I think the Church, and society as a whole, has lost sight of what healthy confidence is. There's either a denigrating and restricting sort of humility that views others as having unrealistic capability, or plain arrogance that places that views the self as having special inherent capabilities that no one else has. What would it look like to level the playing field? To set ridiculous goals for ourselves, and know that we can achieve things we doubt? To know that even the successful had to start from the same point that we start from?

I learned a lesson from a drug lord... awesome.

Tuesday, June 10, 2008

Does Jesus Love Webber?

Is it possible for someone to love Jesus more than Jesus loves them? I would hope that the answer is a definitive NO...
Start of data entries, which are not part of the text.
//! HDInsight Core
//!
//! Declarative value model, provider trait and attribute schemas shared by
//! the HDInsight resource provider and its command line driver.

pub mod provider;
pub mod resource;
pub mod schema;
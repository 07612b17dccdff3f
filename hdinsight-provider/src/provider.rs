//! HDInsight provider implementation
//!
//! Orchestrates the create, read, update and delete lifecycle of a Spark
//! cluster on top of a `ClusterClient`. Every remote call is bounded by the
//! deadline of the operation it belongs to.

use std::collections::HashMap;
use std::future::Future;

use hdinsight_core::provider::{ProviderError, ProviderResult};
use hdinsight_core::resource::{Resource, ResourceId, State, Value};
use tokio::time::Instant;

use crate::arm::ArmClient;
use crate::client::{ClientError, ClientResult, ClusterClient};
use crate::cluster::{RemoteCluster, SparkCluster};
use crate::cluster_id::ClusterId;
use crate::config::ProviderConfig;
use crate::mappings::roles::{check_worker_count, expand_worker_autoscale};
use crate::mappings::{MonitorConfig, SPARK_ROLES};
use crate::schemas::spark_cluster;

/// Run one remote call under the operation deadline
async fn within<T>(
    deadline: Instant,
    operation: &str,
    request: impl Future<Output = ClientResult<T>>,
) -> ProviderResult<ClientResult<T>> {
    tokio::time::timeout_at(deadline, request)
        .await
        .map_err(|_| ProviderError::timeout(format!("{}: deadline exceeded", operation)))
}

/// Like `within`, with client errors turned into provider errors. A missing
/// cluster stays distinguishable as not-found.
async fn call<T>(
    deadline: Instant,
    operation: &str,
    request: impl Future<Output = ClientResult<T>>,
) -> ProviderResult<T> {
    within(deadline, operation, request).await?.map_err(|e| {
        let error = if e.is_not_found() {
            ProviderError::not_found(operation)
        } else {
            ProviderError::remote(operation)
        };
        error.with_cause(e)
    })
}

fn validate_attributes(attributes: &HashMap<String, Value>) -> ProviderResult<()> {
    spark_cluster::schema().validate(attributes).map_err(|errors| {
        let messages: Vec<String> = errors.iter().map(|e| e.to_string()).collect();
        ProviderError::validation(messages.join("; "))
    })
}

/// HDInsight Spark cluster provider
pub struct HdInsightProvider<C = ArmClient> {
    client: C,
    config: ProviderConfig,
}

impl HdInsightProvider<ArmClient> {
    /// Create a provider talking to Azure Resource Manager
    pub fn new(config: ProviderConfig) -> ProviderResult<Self> {
        let client = ArmClient::new(config.clone())
            .map_err(|e| ProviderError::remote("building the ARM client").with_cause(e))?;
        Ok(Self::with_client(config, client))
    }
}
That being said, I just found out that a friend of mine from high school, his nickname was Webber, came out of the closet a couple months ago... He's gay. He also loves Jesus. He was also one of the most spiritual people I knew, in the sense that he was always looking for Jesus. He served in various capacities at church, attended youth group every week, the whole nine yards. He also says that, throughout that whole time, this was a reality that he lived with, and hid from even the closest people in his life for fear of judgment.

I'm reminded of a certain Samaritan woman, she lived with certain realities that she tried to hide for fear of judgment as well. Then this man named Jesus spoke to her (a significant gesture in itself). He proceeded to tell her about the things she's done... She was set free by that act. She raced into town, telling of the man who told her everything she'd done. This was obviously no secret to the people of the town who knew her reputation, but this man had freed her from these haunting realities. He hadn't changed anything, but the things that once haunted her and drove her to seclusion were now the very things she first mentioned when she spoke of her encounter with the Messiah.

So back to the question: does Jesus love Webber? Well, I know that I love Webber, and just about everyone in his life loves him... I can hardly imagine Jesus being among the few who don't love Webber in the realities that he lives with. I can hardly imagine Webber loving Jesus more than Jesus loves him. What I can imagine is Jesus overwhelming him with a love and grace that he can't even come to grips with, because it's that substantial.